• Your assignment: Please say how many lines in the records below contain the word "ParseError", giving the number alone.

========

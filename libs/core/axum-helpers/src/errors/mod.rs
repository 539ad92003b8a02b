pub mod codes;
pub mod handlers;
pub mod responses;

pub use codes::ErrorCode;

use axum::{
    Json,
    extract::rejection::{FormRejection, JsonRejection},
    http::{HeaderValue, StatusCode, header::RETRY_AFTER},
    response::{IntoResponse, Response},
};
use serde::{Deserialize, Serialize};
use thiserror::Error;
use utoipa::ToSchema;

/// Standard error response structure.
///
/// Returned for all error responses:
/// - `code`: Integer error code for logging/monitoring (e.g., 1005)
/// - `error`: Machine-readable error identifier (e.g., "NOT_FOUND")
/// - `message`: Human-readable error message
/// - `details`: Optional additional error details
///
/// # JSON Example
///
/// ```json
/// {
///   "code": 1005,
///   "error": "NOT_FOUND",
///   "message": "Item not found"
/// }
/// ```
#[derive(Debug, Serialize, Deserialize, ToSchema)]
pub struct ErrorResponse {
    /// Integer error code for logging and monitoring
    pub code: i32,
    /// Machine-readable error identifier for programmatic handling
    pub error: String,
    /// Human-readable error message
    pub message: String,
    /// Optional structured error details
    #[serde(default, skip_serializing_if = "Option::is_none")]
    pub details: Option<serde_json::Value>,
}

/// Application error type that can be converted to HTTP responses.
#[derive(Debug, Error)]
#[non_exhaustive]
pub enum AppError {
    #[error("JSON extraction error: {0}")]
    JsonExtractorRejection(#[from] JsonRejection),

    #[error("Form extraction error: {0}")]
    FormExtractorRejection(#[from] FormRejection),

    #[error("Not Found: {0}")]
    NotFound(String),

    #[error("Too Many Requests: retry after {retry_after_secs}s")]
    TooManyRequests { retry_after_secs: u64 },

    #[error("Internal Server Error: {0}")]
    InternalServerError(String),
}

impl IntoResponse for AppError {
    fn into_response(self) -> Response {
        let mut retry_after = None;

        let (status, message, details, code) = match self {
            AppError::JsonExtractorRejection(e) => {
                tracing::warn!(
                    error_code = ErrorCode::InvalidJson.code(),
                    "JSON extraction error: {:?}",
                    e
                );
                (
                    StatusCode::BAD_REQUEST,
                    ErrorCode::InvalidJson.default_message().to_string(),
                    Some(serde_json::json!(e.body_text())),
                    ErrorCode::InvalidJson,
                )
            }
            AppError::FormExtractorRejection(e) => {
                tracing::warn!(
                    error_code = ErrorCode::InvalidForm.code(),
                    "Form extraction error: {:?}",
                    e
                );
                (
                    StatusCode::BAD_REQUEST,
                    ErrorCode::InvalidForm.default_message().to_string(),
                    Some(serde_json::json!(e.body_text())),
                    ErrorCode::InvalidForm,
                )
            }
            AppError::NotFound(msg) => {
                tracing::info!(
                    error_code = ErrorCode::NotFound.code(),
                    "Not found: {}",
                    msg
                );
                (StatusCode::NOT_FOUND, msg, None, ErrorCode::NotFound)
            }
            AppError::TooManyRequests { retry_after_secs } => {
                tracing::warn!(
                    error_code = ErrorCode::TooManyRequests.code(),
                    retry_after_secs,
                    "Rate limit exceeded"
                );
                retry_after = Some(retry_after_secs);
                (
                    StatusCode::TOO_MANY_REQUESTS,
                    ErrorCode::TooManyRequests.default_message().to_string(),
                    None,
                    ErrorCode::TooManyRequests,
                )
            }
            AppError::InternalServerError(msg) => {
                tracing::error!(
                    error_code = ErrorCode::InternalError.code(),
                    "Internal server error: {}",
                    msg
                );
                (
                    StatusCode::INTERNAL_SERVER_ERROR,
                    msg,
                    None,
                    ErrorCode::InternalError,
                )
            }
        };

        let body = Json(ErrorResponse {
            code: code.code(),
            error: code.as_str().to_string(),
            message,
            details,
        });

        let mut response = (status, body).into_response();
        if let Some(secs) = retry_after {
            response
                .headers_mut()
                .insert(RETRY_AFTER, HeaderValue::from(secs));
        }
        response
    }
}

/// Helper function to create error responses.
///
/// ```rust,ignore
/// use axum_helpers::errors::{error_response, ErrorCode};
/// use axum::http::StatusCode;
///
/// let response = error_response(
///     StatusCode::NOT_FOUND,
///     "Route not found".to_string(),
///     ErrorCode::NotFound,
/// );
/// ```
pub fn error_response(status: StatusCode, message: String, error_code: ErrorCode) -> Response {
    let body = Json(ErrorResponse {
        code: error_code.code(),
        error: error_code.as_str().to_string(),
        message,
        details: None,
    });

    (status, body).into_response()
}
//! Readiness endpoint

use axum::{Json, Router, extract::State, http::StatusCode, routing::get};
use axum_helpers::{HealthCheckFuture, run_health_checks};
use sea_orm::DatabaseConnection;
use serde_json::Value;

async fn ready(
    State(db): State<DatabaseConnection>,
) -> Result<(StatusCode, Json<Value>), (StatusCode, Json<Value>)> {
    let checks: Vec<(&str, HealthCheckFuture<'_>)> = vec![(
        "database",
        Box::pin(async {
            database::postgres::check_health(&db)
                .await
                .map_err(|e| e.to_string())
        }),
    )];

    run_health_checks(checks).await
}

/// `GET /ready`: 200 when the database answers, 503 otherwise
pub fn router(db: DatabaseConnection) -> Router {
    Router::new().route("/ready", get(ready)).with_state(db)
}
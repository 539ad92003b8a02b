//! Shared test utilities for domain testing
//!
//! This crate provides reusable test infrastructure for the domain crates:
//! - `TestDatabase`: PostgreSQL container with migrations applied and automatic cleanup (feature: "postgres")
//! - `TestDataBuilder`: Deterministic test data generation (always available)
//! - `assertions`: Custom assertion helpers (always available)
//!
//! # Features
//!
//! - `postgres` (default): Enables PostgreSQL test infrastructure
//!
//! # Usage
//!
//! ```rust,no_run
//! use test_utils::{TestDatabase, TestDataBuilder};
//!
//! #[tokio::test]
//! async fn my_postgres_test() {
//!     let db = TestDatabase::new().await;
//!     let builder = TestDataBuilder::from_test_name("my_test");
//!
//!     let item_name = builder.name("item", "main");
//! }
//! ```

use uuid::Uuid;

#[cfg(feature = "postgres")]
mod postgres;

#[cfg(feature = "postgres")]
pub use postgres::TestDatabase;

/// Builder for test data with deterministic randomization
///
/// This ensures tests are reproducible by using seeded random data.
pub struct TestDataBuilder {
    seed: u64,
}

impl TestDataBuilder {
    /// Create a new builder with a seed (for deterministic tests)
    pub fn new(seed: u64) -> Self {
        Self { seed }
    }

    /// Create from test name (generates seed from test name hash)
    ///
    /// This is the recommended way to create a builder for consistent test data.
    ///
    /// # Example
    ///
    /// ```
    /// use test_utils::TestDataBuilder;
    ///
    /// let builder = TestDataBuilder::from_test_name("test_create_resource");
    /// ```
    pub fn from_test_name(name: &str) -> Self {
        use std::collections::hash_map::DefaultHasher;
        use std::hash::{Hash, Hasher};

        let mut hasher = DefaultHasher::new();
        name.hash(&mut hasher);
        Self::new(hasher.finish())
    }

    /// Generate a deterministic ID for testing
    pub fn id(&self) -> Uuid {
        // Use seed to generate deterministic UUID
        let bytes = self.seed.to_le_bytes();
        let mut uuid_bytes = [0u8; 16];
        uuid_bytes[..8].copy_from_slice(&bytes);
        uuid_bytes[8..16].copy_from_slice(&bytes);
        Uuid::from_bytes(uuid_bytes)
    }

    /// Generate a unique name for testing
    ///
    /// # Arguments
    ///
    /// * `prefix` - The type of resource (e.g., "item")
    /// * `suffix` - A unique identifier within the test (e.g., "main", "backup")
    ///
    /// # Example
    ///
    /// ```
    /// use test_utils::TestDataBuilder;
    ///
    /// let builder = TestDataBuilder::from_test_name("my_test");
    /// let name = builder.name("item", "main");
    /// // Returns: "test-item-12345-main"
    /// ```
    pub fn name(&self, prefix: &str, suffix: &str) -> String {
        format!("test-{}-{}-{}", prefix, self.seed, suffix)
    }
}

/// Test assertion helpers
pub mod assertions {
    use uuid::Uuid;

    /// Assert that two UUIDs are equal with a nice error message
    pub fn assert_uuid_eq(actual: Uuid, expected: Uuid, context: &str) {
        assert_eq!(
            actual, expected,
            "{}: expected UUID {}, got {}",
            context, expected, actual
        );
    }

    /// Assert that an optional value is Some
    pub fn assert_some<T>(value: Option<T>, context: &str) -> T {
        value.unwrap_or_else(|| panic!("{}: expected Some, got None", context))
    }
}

========

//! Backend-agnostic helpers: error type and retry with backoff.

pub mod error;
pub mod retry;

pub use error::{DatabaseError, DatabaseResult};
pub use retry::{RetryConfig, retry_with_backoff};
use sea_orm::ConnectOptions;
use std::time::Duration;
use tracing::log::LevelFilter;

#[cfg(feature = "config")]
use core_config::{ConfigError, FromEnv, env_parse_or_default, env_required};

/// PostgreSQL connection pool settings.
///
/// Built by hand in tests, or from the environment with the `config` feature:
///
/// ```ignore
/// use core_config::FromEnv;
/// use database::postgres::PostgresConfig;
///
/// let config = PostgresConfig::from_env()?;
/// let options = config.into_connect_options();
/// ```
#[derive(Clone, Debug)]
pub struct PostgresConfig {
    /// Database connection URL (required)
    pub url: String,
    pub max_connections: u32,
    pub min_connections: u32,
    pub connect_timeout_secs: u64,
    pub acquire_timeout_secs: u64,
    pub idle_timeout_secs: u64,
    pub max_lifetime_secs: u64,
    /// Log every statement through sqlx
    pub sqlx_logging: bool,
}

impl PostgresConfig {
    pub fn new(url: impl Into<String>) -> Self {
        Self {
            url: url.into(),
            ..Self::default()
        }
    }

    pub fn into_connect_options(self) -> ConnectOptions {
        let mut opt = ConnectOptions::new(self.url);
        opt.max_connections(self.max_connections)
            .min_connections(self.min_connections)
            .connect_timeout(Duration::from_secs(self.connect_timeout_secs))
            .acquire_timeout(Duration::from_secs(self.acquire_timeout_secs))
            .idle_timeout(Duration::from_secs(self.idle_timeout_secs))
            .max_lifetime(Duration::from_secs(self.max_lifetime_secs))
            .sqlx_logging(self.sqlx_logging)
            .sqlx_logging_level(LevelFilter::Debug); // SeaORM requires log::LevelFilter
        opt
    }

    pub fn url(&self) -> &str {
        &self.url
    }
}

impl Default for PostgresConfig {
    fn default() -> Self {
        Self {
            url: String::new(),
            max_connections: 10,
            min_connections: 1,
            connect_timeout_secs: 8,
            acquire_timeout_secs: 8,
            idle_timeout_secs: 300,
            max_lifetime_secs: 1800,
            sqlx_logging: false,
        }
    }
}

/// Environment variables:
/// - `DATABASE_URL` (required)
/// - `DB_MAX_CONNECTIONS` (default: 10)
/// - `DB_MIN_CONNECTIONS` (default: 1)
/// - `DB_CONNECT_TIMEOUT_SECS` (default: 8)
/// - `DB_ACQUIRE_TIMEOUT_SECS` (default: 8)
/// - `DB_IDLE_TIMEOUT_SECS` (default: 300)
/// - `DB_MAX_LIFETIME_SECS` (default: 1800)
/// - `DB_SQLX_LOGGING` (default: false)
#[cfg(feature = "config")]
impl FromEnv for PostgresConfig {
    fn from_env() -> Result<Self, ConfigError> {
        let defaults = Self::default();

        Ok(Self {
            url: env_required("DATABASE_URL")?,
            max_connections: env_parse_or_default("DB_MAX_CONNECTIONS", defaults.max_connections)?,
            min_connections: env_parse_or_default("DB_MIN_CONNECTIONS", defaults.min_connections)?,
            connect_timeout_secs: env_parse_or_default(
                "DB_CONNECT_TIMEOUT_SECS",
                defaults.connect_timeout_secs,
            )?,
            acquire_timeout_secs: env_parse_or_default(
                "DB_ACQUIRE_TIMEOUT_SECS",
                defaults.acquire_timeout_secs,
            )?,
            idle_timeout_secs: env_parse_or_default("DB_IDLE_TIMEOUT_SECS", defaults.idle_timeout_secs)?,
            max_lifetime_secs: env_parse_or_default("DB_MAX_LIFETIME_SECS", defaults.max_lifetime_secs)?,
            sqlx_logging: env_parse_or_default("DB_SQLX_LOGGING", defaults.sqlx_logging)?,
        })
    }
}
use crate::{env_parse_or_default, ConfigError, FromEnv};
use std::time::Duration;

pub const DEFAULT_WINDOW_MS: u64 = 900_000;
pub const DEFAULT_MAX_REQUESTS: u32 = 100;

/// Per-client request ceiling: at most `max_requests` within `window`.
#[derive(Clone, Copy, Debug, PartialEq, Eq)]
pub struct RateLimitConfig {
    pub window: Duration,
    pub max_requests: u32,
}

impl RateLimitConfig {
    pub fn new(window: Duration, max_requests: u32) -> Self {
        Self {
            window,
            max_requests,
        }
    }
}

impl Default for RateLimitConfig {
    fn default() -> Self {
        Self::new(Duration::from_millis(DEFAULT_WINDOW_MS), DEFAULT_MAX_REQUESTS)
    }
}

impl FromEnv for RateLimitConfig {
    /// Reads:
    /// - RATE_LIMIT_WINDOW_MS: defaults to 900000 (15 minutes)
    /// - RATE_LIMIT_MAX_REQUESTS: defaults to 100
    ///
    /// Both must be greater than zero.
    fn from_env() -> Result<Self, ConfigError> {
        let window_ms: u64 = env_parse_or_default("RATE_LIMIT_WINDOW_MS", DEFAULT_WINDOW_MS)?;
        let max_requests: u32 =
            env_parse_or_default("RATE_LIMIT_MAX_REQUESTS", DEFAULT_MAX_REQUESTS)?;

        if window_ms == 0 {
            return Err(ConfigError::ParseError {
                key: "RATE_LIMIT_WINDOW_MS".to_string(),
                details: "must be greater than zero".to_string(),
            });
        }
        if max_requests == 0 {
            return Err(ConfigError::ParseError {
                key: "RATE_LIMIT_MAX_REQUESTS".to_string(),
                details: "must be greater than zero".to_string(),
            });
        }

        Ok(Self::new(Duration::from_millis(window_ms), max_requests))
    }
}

========

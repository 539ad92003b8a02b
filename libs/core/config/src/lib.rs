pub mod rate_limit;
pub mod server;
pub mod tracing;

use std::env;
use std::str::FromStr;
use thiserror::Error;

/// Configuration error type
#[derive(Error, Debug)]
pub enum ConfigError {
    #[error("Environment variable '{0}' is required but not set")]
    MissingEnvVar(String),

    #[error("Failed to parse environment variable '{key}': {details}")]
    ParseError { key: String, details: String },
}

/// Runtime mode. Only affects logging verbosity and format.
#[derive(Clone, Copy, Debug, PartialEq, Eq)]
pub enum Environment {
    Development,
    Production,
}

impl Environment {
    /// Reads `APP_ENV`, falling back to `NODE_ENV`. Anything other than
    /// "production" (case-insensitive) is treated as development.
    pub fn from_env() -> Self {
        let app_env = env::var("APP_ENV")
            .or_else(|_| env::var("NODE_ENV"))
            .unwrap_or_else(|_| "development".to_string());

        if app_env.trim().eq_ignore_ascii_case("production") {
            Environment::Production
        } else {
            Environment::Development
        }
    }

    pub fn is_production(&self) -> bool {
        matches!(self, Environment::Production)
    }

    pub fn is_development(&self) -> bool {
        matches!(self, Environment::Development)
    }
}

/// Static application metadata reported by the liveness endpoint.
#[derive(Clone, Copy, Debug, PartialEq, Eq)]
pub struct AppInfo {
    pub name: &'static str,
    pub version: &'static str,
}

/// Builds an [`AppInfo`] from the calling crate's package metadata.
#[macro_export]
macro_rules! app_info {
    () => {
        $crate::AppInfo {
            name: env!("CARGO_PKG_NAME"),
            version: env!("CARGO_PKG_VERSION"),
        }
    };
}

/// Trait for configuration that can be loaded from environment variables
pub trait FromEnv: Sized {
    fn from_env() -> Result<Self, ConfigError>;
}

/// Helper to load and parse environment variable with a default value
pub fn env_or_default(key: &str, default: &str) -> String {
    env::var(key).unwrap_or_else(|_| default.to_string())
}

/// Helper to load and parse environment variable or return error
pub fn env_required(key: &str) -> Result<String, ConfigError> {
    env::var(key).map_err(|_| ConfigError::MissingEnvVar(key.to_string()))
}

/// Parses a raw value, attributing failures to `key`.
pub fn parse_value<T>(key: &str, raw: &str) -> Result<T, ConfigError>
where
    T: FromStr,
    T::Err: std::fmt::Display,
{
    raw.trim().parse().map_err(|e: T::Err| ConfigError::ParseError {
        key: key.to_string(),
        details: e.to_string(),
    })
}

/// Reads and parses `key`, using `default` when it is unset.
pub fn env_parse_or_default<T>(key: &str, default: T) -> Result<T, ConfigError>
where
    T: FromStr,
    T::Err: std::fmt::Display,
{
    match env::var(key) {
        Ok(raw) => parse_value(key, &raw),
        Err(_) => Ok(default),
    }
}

========

• Final answer: 4